= Beginning of Section =

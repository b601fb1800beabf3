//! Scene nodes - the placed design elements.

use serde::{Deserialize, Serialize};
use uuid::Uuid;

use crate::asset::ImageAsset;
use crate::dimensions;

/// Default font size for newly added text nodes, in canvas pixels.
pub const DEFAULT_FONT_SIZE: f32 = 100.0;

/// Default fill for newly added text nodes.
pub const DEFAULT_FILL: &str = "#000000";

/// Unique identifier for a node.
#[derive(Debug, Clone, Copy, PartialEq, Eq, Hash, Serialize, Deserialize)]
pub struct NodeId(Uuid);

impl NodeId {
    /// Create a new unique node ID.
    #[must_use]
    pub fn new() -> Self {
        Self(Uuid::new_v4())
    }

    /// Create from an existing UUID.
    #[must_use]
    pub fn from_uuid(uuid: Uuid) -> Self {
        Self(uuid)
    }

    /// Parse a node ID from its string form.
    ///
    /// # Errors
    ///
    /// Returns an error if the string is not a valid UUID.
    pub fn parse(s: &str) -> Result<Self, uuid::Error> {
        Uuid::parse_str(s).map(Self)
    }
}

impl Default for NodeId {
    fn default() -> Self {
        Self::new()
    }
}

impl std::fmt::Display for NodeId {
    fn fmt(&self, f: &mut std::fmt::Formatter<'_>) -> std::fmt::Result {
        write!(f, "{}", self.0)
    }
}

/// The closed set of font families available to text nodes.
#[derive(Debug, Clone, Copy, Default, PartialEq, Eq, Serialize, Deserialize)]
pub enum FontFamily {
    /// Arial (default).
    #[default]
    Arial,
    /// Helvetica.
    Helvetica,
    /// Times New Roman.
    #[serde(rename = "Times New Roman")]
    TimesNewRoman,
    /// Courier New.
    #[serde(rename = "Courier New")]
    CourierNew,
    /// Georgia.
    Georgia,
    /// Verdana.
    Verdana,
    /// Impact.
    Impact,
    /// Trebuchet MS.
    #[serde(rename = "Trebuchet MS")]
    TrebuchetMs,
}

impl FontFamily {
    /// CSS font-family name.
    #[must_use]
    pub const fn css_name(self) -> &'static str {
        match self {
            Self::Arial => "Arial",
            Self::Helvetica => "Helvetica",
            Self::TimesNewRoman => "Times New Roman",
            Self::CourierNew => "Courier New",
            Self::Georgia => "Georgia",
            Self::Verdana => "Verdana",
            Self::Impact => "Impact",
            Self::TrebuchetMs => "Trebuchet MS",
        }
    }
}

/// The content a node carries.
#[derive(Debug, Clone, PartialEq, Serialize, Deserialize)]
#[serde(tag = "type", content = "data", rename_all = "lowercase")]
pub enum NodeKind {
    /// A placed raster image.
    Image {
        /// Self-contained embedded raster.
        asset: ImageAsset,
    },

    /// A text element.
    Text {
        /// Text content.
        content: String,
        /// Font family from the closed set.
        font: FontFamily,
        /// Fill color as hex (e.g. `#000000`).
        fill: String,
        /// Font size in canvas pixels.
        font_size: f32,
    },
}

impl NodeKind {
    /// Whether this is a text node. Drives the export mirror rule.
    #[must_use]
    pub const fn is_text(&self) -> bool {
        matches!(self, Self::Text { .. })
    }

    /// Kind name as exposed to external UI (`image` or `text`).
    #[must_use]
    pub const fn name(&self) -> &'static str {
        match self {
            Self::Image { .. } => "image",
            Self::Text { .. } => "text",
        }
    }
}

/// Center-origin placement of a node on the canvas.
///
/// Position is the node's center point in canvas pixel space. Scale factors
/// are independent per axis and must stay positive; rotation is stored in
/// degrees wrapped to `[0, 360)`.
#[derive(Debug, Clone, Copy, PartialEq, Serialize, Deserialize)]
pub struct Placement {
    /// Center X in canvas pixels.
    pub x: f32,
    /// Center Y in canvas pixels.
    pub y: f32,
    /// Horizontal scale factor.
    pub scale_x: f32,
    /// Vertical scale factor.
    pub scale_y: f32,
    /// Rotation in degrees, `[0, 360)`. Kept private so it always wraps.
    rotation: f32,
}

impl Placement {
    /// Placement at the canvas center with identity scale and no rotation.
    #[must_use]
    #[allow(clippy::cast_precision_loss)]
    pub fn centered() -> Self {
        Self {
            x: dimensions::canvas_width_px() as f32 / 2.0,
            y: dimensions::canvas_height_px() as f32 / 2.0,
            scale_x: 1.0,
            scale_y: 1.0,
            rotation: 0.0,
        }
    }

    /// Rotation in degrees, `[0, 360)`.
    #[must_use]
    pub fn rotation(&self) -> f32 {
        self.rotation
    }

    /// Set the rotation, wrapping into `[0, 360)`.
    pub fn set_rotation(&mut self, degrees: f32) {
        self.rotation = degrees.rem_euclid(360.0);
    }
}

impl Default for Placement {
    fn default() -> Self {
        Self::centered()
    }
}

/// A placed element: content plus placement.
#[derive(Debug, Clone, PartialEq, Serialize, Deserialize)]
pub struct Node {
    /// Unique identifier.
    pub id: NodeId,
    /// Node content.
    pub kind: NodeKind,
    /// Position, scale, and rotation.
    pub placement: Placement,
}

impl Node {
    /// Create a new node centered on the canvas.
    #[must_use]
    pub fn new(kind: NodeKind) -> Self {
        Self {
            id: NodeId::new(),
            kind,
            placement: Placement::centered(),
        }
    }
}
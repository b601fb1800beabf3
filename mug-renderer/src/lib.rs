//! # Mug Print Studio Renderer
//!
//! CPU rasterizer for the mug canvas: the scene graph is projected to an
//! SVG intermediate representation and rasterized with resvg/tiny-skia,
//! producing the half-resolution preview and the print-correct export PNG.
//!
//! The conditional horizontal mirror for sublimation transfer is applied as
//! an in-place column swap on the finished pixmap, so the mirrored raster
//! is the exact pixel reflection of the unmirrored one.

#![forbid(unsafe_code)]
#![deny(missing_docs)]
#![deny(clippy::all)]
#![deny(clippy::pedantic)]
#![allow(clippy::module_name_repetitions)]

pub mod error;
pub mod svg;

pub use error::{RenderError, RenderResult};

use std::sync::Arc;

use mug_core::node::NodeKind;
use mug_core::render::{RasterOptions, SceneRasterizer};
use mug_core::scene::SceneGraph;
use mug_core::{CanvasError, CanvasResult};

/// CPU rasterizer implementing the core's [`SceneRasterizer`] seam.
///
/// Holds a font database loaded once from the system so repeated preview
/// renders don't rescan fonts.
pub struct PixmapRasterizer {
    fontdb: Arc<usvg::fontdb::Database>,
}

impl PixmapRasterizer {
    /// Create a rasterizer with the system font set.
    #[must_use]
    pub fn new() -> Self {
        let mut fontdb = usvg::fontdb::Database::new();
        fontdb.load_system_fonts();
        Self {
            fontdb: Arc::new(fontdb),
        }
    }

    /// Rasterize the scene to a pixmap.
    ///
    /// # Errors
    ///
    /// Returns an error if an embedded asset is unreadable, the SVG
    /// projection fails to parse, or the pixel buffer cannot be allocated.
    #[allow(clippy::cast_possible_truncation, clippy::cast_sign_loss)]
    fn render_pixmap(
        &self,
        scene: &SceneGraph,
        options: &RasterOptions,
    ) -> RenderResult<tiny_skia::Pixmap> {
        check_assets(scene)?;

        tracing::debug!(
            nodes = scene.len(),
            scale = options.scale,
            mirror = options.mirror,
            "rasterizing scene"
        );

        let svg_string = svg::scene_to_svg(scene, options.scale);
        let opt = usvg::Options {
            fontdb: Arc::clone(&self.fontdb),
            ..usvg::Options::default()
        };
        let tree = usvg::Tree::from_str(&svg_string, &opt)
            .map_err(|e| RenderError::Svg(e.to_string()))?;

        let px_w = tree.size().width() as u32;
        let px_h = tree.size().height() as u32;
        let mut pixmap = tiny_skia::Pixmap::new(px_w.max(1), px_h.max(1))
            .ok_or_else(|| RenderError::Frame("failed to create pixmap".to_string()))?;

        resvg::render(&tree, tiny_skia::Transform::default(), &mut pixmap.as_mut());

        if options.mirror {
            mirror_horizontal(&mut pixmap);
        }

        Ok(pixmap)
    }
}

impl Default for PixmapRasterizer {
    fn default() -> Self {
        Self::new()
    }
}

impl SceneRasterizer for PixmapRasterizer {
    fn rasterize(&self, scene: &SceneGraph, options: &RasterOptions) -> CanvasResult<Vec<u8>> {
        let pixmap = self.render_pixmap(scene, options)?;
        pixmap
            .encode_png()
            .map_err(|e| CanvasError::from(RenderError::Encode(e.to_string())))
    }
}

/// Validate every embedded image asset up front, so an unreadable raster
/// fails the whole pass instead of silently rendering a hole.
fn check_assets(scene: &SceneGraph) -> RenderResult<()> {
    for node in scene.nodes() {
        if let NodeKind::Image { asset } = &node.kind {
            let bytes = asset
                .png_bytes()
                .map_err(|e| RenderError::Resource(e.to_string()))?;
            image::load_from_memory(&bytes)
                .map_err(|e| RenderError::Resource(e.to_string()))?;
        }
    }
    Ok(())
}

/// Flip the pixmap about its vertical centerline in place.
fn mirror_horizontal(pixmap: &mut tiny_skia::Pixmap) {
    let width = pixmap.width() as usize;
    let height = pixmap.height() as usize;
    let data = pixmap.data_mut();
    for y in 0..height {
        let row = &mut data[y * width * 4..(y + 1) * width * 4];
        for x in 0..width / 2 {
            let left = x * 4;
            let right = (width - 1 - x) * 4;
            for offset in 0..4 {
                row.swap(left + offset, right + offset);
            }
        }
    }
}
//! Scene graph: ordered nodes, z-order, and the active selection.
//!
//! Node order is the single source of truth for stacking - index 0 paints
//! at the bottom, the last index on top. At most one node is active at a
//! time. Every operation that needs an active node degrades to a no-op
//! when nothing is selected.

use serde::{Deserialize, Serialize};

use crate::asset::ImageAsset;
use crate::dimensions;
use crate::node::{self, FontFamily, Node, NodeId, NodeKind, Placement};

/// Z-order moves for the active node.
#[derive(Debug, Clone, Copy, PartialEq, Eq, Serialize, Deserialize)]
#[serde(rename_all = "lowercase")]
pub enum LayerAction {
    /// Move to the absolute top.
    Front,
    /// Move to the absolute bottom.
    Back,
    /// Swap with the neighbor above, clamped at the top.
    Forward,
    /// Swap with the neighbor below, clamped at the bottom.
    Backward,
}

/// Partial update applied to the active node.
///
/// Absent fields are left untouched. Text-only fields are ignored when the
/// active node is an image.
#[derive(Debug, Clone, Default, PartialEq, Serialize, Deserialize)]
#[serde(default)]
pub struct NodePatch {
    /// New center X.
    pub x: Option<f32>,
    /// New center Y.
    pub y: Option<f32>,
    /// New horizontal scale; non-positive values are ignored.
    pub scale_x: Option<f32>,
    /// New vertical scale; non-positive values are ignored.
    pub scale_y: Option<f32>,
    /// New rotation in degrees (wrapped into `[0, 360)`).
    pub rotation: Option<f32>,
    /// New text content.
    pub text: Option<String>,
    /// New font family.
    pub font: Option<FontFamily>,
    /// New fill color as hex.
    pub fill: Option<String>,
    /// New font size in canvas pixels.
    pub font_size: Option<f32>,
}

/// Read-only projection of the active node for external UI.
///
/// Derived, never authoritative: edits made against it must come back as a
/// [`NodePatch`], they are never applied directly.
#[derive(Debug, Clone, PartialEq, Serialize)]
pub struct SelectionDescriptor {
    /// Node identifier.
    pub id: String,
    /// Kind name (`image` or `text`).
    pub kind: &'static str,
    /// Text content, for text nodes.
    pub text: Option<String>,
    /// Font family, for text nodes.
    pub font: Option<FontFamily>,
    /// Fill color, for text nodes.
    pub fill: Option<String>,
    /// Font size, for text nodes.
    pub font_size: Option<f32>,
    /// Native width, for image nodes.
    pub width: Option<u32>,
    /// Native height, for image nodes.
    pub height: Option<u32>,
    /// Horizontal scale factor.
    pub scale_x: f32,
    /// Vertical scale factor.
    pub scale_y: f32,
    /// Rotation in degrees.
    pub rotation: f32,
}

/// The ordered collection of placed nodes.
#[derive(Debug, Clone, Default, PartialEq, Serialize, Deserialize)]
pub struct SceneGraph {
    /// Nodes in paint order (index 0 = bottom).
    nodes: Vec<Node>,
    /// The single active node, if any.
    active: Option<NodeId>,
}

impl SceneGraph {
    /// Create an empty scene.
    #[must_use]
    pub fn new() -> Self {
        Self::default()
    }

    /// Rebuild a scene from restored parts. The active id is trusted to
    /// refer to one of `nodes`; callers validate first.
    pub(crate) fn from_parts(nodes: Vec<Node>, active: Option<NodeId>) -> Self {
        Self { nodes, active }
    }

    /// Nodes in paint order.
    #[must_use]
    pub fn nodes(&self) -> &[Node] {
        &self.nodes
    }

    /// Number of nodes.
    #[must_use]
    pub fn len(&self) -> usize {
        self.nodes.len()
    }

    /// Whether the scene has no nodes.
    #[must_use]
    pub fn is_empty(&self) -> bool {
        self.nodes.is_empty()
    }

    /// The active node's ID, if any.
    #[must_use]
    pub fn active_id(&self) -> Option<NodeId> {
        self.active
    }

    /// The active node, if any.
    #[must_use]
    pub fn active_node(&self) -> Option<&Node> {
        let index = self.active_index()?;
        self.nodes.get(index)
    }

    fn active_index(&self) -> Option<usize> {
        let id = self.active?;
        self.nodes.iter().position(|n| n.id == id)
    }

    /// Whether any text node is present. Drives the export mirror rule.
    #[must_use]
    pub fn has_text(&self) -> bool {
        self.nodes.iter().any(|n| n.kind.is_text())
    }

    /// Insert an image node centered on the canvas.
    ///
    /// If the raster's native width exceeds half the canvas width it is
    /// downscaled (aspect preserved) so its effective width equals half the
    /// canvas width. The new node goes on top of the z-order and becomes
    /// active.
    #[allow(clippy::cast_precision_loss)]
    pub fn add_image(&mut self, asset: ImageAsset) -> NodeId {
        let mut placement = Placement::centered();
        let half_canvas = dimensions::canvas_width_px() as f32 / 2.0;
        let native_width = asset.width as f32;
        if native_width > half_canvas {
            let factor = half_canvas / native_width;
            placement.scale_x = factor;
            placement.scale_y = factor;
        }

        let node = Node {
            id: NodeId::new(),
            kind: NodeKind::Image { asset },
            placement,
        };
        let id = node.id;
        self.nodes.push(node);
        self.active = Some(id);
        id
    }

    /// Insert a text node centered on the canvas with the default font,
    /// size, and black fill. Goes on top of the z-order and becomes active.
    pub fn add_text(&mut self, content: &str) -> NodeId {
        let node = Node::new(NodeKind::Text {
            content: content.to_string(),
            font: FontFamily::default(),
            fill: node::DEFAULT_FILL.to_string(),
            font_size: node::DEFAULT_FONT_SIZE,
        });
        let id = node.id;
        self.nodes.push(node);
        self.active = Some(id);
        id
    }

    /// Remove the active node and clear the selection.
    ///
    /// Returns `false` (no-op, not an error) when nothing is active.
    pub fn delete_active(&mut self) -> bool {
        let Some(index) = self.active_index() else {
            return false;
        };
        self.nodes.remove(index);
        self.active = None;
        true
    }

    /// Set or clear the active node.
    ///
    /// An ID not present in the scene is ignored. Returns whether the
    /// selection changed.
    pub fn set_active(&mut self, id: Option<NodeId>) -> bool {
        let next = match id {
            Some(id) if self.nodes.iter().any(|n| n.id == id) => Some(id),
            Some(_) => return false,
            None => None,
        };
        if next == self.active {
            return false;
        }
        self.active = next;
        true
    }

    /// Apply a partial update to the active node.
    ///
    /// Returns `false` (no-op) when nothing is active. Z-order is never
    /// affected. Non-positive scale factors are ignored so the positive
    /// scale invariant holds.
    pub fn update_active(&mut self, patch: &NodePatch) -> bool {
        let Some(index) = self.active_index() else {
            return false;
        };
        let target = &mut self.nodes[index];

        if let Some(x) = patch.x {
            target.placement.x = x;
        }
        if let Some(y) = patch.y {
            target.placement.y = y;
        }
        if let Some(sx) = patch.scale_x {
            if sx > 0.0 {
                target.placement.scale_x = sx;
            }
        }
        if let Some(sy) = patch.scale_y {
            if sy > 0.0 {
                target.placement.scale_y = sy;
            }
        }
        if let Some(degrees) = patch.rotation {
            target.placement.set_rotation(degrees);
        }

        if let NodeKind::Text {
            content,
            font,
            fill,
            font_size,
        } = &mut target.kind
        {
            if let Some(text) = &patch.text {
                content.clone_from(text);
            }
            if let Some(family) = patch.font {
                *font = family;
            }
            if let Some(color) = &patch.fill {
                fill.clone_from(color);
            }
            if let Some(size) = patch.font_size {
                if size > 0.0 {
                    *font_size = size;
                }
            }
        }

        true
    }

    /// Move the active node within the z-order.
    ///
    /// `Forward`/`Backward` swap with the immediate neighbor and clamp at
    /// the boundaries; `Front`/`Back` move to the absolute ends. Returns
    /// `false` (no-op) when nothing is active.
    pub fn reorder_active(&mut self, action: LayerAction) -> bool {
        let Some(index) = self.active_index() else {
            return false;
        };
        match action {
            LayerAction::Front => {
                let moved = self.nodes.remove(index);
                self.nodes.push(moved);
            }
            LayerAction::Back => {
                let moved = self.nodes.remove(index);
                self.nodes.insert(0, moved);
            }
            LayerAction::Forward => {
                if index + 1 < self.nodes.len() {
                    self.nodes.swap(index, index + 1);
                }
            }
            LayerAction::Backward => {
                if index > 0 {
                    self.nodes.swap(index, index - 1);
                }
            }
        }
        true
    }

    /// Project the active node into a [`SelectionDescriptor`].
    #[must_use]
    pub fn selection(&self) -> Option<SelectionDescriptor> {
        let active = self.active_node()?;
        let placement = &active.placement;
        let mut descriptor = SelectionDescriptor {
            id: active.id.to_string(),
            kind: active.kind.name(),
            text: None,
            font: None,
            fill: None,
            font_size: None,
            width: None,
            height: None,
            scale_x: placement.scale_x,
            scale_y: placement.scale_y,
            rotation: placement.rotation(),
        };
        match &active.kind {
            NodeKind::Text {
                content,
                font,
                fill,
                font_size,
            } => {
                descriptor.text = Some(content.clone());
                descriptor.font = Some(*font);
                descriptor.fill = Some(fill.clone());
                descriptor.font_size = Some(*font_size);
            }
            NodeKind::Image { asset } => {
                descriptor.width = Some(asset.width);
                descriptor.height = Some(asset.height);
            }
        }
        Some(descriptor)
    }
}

= End of Section =

● AIM OF THE EXERCISE
Could you repeat exactly the lines above from the line with "absolute ends. Returns" up to and including the line with "self.nodes.swap(index, index - 1);", and only those?

● ANSWER TO THIS PROBLEM
    /// the boundaries; `Front`/`Back` move to the absolute ends. Returns
    /// `false` (no-op) when nothing is active.
    pub fn reorder_active(&mut self, action: LayerAction) -> bool {
        let Some(index) = self.active_index() else {
            return false;
        };
        match action {
            LayerAction::Front => {
                let moved = self.nodes.remove(index);
                self.nodes.push(moved);
            }
            LayerAction::Back => {
                let moved = self.nodes.remove(index);
                self.nodes.insert(0, moved);
            }
            LayerAction::Forward => {
                if index + 1 < self.nodes.len() {
                    self.nodes.swap(index, index + 1);
                }
            }
            LayerAction::Backward => {
                if index > 0 {
                    self.nodes.swap(index, index - 1);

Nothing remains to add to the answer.